Part 4 of "Broken and in Pieces" in Angeles CityMy friend’s leg is coming along slowly; for him, this last 10 days has been the longest year of his life. It’s been just a week since two orthopedic surgeons spent about 5 hours of surgery pushing and pulling the splinters of his shattered lower leg back into line. They used a fixator, which is a cylindrical metal cage from which metal pins are affixed and pushed through the flesh of the leg and screwed into the various key pieces of bone. This cage keeps his lower leg bones still and fixed so as to promote proper healing, hopefully. (To see how this mess started, here are parts 1, 2, 3).
The doctor says it takes about 6 weeks for bones to reunite. After that, we’ll see how many of the shattered individual pieces of bone have survived. X-rays show several small floating shards that will probably have to be removed and replaced with bone grafts from the hip, another very painful procedure.
Another outrage is what is happening to his motorbike. It was picked up and “stored” in a “secure area.” My bedridden buddy has sent one of his pals to look at it and take pictures of it every few days or so. At first it was chained up with another bike that was supposed to have been the bike he caused to crash, something we know never happened. Well, that one has now disappeared. The outrageous part, or one of many, is that his scooter is slowly being taken apart and disappearing. Lights, running boards—you name it—the pieces are “migrating” away somewhere.

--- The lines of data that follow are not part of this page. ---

use std::cell::RefCell;
use std::fmt;
use std::rc::Rc;

use crate::{ApplicationError, Controller, StateInit, StateRecord};

/// Props passed to the before-context-create hook. The hook must call
/// `next` exactly once with the state the context should be built from.
pub struct BeforeContextCreate {
    pub controller: Controller,
    pub key: String,
    pub state: StateInit,
    pub next: Box<dyn FnOnce(StateRecord)>,
}

impl fmt::Debug for BeforeContextCreate {
    fn fmt(&self, f: &mut fmt::Formatter<'_>) -> fmt::Result {
        f.debug_struct("BeforeContextCreate")
            .field("controller", &self.controller)
            .field("key", &self.key)
            .field("state", &self.state)
            .finish_non_exhaustive()
    }
}

type BeforeContextCreateHook = Rc<dyn Fn(BeforeContextCreate) -> Result<(), ApplicationError>>;

/// Interceptors the application runtime calls at fixed points of a render
/// request.
#[derive(Default)]
pub struct LifecycleHooks {
    before_context_create: RefCell<Option<BeforeContextCreateHook>>,
}

impl LifecycleHooks {
    pub fn new() -> Self {
        Self::default()
    }

    /// Installs the before-context-create hook, replacing any previous one.
    pub fn set_before_context_create(
        &self,
        hook: impl Fn(BeforeContextCreate) -> Result<(), ApplicationError> + 'static,
    ) {
        *self.before_context_create.borrow_mut() = Some(Rc::new(hook));
    }

    pub fn has_before_context_create(&self) -> bool {
        self.before_context_create.borrow().is_some()
    }

    /// Runs the hook and returns the state it passed to `next`. Without a
    /// hook the incoming state is resolved and returned as is.
    pub fn run_before_context_create(
        &self,
        controller: &Controller,
        key: &str,
        state: StateInit,
    ) -> Result<StateRecord, ApplicationError> {
        let hook = self.before_context_create.borrow().clone();
        let Some(hook) = hook else {
            return Ok(state.resolve());
        };
        let produced: Rc<RefCell<Option<StateRecord>>> = Rc::new(RefCell::new(None));
        let sink = Rc::clone(&produced);
        hook(BeforeContextCreate {
            controller: controller.clone(),
            key: key.to_string(),
            state,
            next: Box::new(move |record| {
                sink.borrow_mut().replace(record);
            }),
        })?;
        let record = produced.borrow_mut().take();
        record.ok_or_else(|| ApplicationError::NextNotCalled {
            key: key.to_string(),
        })
    }
}

impl fmt::Debug for LifecycleHooks {
    fn fmt(&self, f: &mut fmt::Formatter<'_>) -> fmt::Result {
        f.debug_struct("LifecycleHooks")
            .field("before_context_create", &self.has_before_context_create())
            .finish()
    }
}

We are still worried about possible retribution from the people who did this. It looks like a bodyguard or some other form of security might be in order. At this point, he says he knows he can do nothing about the people who did this; he just wants to get better and move on, and probably move away. As one of my buddies just told me today, “It’s a foreigner’s word against the locals', and we all understand what that means.”
I know one person who understands the above concept implicitly, Lance Corporal Daniel Smith, still falsely accused and unjustly convicted of rape, and now continuing to languish in the US embassy during the slow motion appeals process.
It’s oddly pathetic the reaction I get from many of the local expats that I’ve told my friend’s story to in the interest of warning them. Most want to know “what did he do to attract that kind of attack?” It pisses me off to no end; it’s like blaming an attractive girl for being raped. No one wants to believe that this can happen to them. Funny thing is, I know for certain that if I had warned my broken legged friend two weeks ago that this could happen to him, he would have argued bitterly against ANY such possibility.
I can hear him now, what he would have proclaimed. Very adamantly, he would have protested, “No way. Not me! I take way too many precautions and I’m MUCH too careful. Maybe it could happen to some ignorant tourist just passing through, but NEVER to me!”